SUBULUSSALAM – Wali Kota Subulussalam, H. Affan Alfian Bintang, S.E mengingatkan para kepala desa (kades) yang baru saja dilantik supaya hati-hati dalam menggunakan dana desa agar tidak tersandung hukum di kemudian hari.
“Saya tegaskan kepada saudara-saudara kepala kampong agar hati-hati menggunakan dana desa. Laksanakan semuanya sesuai peraturan perundang-undangan, agar bapak-bapak tidak tersandung hukum terkait dana desa,” kata Wali Kota Subulussalam, H. Affan Alfian Bingang, S.E, Selasa, 15 November 2022.
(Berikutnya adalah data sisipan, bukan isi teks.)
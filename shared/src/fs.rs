//! Filesystem helpers shared across romhub crates.

use std::path::Path;

use anyhow::{Context, Result};

/// Maximum allowed size for configuration files read into memory.
pub const MAX_CONFIG_BYTES: u64 = 4 * 1024 * 1024; // 4 MiB

/// Read a UTF-8 text file into memory with a size cap.
pub fn read_to_string_with_limit(path: &Path, max_bytes: u64) -> Result<String> {
    let metadata = std::fs::metadata(path)
        .with_context(|| format!("Failed to read file metadata: {}", path.display()))?;
    let len = metadata.len();
    if len > max_bytes {
        anyhow::bail!(
            "File too large: {} ({} bytes, max {} bytes)",
            path.display(),
            len,
            max_bytes
        );
    }
    std::fs::read_to_string(path)
        .with_context(|| format!("Failed to read file: {}", path.display()))
}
Peringatan itu disampaikan Wali Kota Affan Alfian di hadapan Kapolres AKBP Muhammad Yanis, Kajari Mayhardy Indra Putra, Wawako Salmaza dan Ketua DPRK Ade Fadly Pranata dalam pèlantikan 46 kades definitif periode 2022-2028 yang dilaksanakan di Halaman Kantor Sekretariat Daerah Kota (Sekdako) Subulussalam.
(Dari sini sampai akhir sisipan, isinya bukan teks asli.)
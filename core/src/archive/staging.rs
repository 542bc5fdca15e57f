//! Staging directories for single-session extraction.
//!
//! Every temporary extraction gets its own directory under the staging root.
//! The arena remembers which directories this process created so they can be
//! disposed explicitly once a play session ends.
//!
//! Each directory `<name>` has a sibling owner marker `<name>.owner` holding
//! the PID of the process that allocated it. The marker is created
//! exclusively before the directory, so it also claims the name. Sweeping
//! only removes directories whose owner is gone, which keeps the sessions of
//! other running launchers intact.

use std::collections::HashSet;
use std::io;
use std::path::{Path, PathBuf};
use std::sync::{Mutex, PoisonError};

use romhub_shared::sanitize_path_component;
use sysinfo::{Pid, ProcessesToUpdate, System};
use tracing::{debug, warn};

/// Longest label kept in a staging directory name.
const MAX_LABEL_CHARS: usize = 48;

/// Attempts before giving up on finding an unused name.
const MAX_ALLOCATE_ATTEMPTS: usize = 16;

const OWNER_SUFFIX: &str = ".owner";

#[derive(Debug)]
pub struct StagingArena {
    root: PathBuf,
    live: Mutex<HashSet<PathBuf>>,
}

impl StagingArena {
    pub fn new(root: impl Into<PathBuf>) -> Self {
        Self {
            root: root.into(),
            live: Mutex::new(HashSet::new()),
        }
    }

    pub fn root(&self) -> &Path {
        &self.root
    }

    /// Create a fresh, uniquely named directory for `label`.
    ///
    /// Uniqueness comes from a random suffix plus an exclusive create of the
    /// owner marker; a name collision just rolls a new suffix.
    pub fn allocate(&self, label: &str) -> io::Result<PathBuf> {
        std::fs::create_dir_all(&self.root)?;
        let label = sanitize_path_component(label, MAX_LABEL_CHARS, "archive");

        for _ in 0..MAX_ALLOCATE_ATTEMPTS {
            let dir = self
                .root
                .join(format!("{}-{:016x}", label, rand::random::<u64>()));
            match claim(&dir) {
                Ok(()) => {}
                Err(e) if e.kind() == io::ErrorKind::AlreadyExists => continue,
                Err(e) => return Err(e),
            }
            match std::fs::create_dir(&dir) {
                Ok(()) => {
                    debug!("Allocated staging directory {}", dir.display());
                    self.lock().insert(dir.clone());
                    return Ok(dir);
                }
                Err(e) => {
                    remove_marker(&dir);
                    if e.kind() == io::ErrorKind::AlreadyExists {
                        continue;
                    }
                    return Err(e);
                }
            }
        }

        Err(io::Error::new(
            io::ErrorKind::AlreadyExists,
            format!("no unused staging name under {}", self.root.display()),
        ))
    }

    /// Whether `dir` was allocated by this arena and not yet disposed.
    pub fn is_live(&self, dir: &Path) -> bool {
        self.lock().contains(dir)
    }

    /// Directories currently owned by this arena.
    pub fn live(&self) -> Vec<PathBuf> {
        let mut dirs: Vec<PathBuf> = self.lock().iter().cloned().collect();
        dirs.sort();
        dirs
    }

    /// Delete a staging directory this arena allocated.
    ///
    /// Returns `Ok(false)` for paths the arena does not own; those are never
    /// touched.
    pub fn dispose(&self, dir: &Path) -> io::Result<bool> {
        if !self.lock().remove(dir) {
            return Ok(false);
        }
        match std::fs::remove_dir_all(dir) {
            Ok(()) => {}
            Err(e) if e.kind() == io::ErrorKind::NotFound => {}
            Err(e) => {
                // Still ours; a later dispose_all can retry
                self.lock().insert(dir.to_path_buf());
                return Err(e);
            }
        }
        remove_marker(dir);
        debug!("Disposed staging directory {}", dir.display());
        Ok(true)
    }

    /// Dispose every live directory, returning how many were removed.
    pub fn dispose_all(&self) -> usize {
        let mut removed = 0;
        for dir in self.live() {
            match self.dispose(&dir) {
                Ok(true) => removed += 1,
                Ok(false) => {}
                Err(e) => warn!("Failed to dispose staging directory {}: {}", dir.display(), e),
            }
        }
        removed
    }

    /// Remove staging directories whose owning process has exited.
    ///
    /// Directories of running processes (this one included) are kept, as are
    /// marker-less entries that are not staging directories. Returns how many
    /// directories were removed.
    pub fn sweep_orphans(&self) -> io::Result<usize> {
        let entries = match std::fs::read_dir(&self.root) {
            Ok(entries) => entries,
            Err(e) if e.kind() == io::ErrorKind::NotFound => return Ok(0),
            Err(e) => return Err(e),
        };

        let live = self.lock().clone();
        let mut system = System::new();
        let mut removed = 0;
        for entry in entries {
            let path = entry?.path();
            if !path.is_dir() || live.contains(&path) {
                continue;
            }
            match read_owner(&path) {
                Some(pid) if process_is_running(&mut system, pid) => {
                    debug!("Keeping {} (owned by running process {})", path.display(), pid);
                    continue;
                }
                _ => {}
            }
            match std::fs::remove_dir_all(&path) {
                Ok(()) => {
                    remove_marker(&path);
                    removed += 1;
                }
                Err(e) => warn!("Failed to sweep {}: {}", path.display(), e),
            }
        }
        if removed > 0 {
            debug!("Swept {} orphaned staging directories", removed);
        }
        Ok(removed)
    }

    fn lock(&self) -> std::sync::MutexGuard<'_, HashSet<PathBuf>> {
        self.live.lock().unwrap_or_else(PoisonError::into_inner)
    }
}

fn marker_path(dir: &Path) -> PathBuf {
    let mut name = dir.as_os_str().to_os_string();
    name.push(OWNER_SUFFIX);
    PathBuf::from(name)
}

/// Exclusively create the owner marker for `dir`.
fn claim(dir: &Path) -> io::Result<()> {
    use std::io::Write;

    let mut marker = std::fs::OpenOptions::new()
        .write(true)
        .create_new(true)
        .open(marker_path(dir))?;
    write!(marker, "{}", std::process::id())
}

fn remove_marker(dir: &Path) {
    if let Err(e) = std::fs::remove_file(marker_path(dir))
        && e.kind() != io::ErrorKind::NotFound
    {
        warn!("Failed to remove owner marker for {}: {}", dir.display(), e);
    }
}

fn read_owner(dir: &Path) -> Option<u32> {
    std::fs::read_to_string(marker_path(dir))
        .ok()?
        .trim()
        .parse()
        .ok()
}

fn process_is_running(system: &mut System, pid: u32) -> bool {
    if pid == std::process::id() {
        return true;
    }
    let pid = Pid::from_u32(pid);
    system.refresh_processes(ProcessesToUpdate::Some(&[pid]), true);
    system.process(pid).is_some()
}
//! Launch target resolution
//!
//! Decides which file is actually handed to the launcher: the selected file
//! itself, or the payload found inside a freshly extracted archive.


use std::path::{Path, PathBuf};
use std::sync::Arc;

use romhub_shared::{SystemLaunchConfig, extension_of, normalize_extension};
use thiserror::Error;
use tracing::{debug, info, warn};
use walkdir::WalkDir;

use crate::archive::{ArchiveError, ArchiveExtractor, ArchiveKind};

/// The file to launch and, when extraction happened, where it lives.
#[derive(Debug, Clone, PartialEq, Eq)]
pub struct ResolvedTarget {
    pub payload: PathBuf,
    /// Staging directory to dispose once the session ends
    pub staging: Option<PathBuf>,
}

impl ResolvedTarget {
    pub fn direct(path: impl Into<PathBuf>) -> Self {
        Self {
            payload: path.into(),
            staging: None,
        }
    }

    pub fn is_extracted(&self) -> bool {
        self.staging.is_some()
    }
}

#[derive(Error, Debug)]
pub enum ResolveError {
    #[error("File not found: {}", .path.display())]
    Missing { path: PathBuf },
    #[error("Failed to extract {}: {source}", .path.display())]
    ExtractionFailed {
        path: PathBuf,
        #[source]
        source: ArchiveError,
    },
    #[error(
        "No file matching [{}] found in {}; check the system's launch extensions",
        .extensions.join(", "),
        .archive.display()
    )]
    NoPayload {
        archive: PathBuf,
        staging: PathBuf,
        extensions: Vec<String>,
    },
}

/// Resolves launch targets, extracting archives when a system asks for it.
#[derive(Debug, Clone)]
pub struct TargetResolver {
    extractor: Arc<ArchiveExtractor>,
    recursive: bool,
}

impl TargetResolver {
    pub fn new(extractor: Arc<ArchiveExtractor>) -> Self {
        Self {
            extractor,
            recursive: false,
        }
    }

    /// Also search subdirectories of the staging directory.
    pub fn recursive(mut self, recursive: bool) -> Self {
        self.recursive = recursive;
        self
    }

    pub async fn resolve(
        &self,
        file: &Path,
        system: &SystemLaunchConfig,
    ) -> Result<ResolvedTarget, ResolveError> {
        if !file.exists() {
            return Err(ResolveError::Missing {
                path: file.to_path_buf(),
            });
        }

        if !system.extract_before_launch || !ArchiveKind::is_archive(file) {
            debug!("Launching {} directly", file.display());
            return Ok(ResolvedTarget::direct(file));
        }

        let staging = self
            .extractor
            .extract_to_temporary(file)
            .await
            .map_err(|source| ResolveError::ExtractionFailed {
                path: file.to_path_buf(),
                source,
            })?;

        match find_payload(&staging, &system.launch_extensions, self.recursive) {
            Some(payload) => {
                info!("Resolved {} -> {}", file.display(), payload.display());
                Ok(ResolvedTarget {
                    payload,
                    staging: Some(staging),
                })
            }
            None => {
                warn!(
                    "No payload with extensions {:?} in {} (system '{}')",
                    system.launch_extensions,
                    staging.display(),
                    system.name
                );
                if let Err(e) = self.extractor.staging().dispose(&staging) {
                    warn!("Failed to dispose {}: {}", staging.display(), e);
                }
                Err(ResolveError::NoPayload {
                    archive: file.to_path_buf(),
                    staging,
                    extensions: system.launch_extensions.clone(),
                })
            }
        }
    }
}

/// Find the launch payload in `dir`.
///
/// Extensions are tried in order; the first extension with any match wins,
/// and ties within one extension go to the smallest file name.
pub fn find_payload<S: AsRef<str>>(
    dir: &Path,
    extensions: &[S],
    recursive: bool,
) -> Option<PathBuf> {
    let max_depth = if recursive { usize::MAX } else { 1 };
    let mut files: Vec<(String, PathBuf)> = WalkDir::new(dir)
        .min_depth(1)
        .max_depth(max_depth)
        .into_iter()
        .filter_map(|entry| entry.ok())
        .filter(|entry| entry.file_type().is_file())
        .filter_map(|entry| {
            let path = entry.into_path();
            extension_of(&path).map(|ext| (ext, path))
        })
        .collect();
    files.sort_by(|a, b| a.1.file_name().cmp(&b.1.file_name()).then(a.1.cmp(&b.1)));

    extensions.iter().find_map(|wanted| {
        let wanted = normalize_extension(wanted.as_ref());
        files
            .iter()
            .find(|(ext, _)| *ext == wanted)
            .map(|(_, path)| path.clone())
    })
}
Pernyataan ini kembali diingatkan Affan Alfian kepada pejabat kades yang baru, mengingatkan dalam dua tahun terakhir terdapat pejabat dan mantan kades tersandung hukum terkait penyalahgunaan dasa desa.
Wali Kota Bintang bilang bahwa penggunaan dana desa harus sesuai peruntukannya. Misalnya pembiayaan penyelenggaraan pemerintah desa, pembiayaan pembangunan dan pemberdayaan masyarakat dilakukan sesuai aturan yang berlaku.
Di mana dalam pelaksanaannya, kata Bintang harus dilakukan koordinasi secara berjenjang mulai dari kecamatan, bagian pemerintahan dan Dinas Pemberdayaan Masyarakat Kampong (DPMK). Proses tersebut dilakukan untuk menghindari hal-hal yang tidak diinginkan.
Secara khusus, Bintang meminta para camat agar melakukan pengawasan dan pembinaan kepada kepala kampong. Hal ini bertujuan untuk mencegah terjadinya penyelewengan dalam penggunaan dana desa, sehingga ke depannya, tidak ada lagi kades yang tersandung hukum.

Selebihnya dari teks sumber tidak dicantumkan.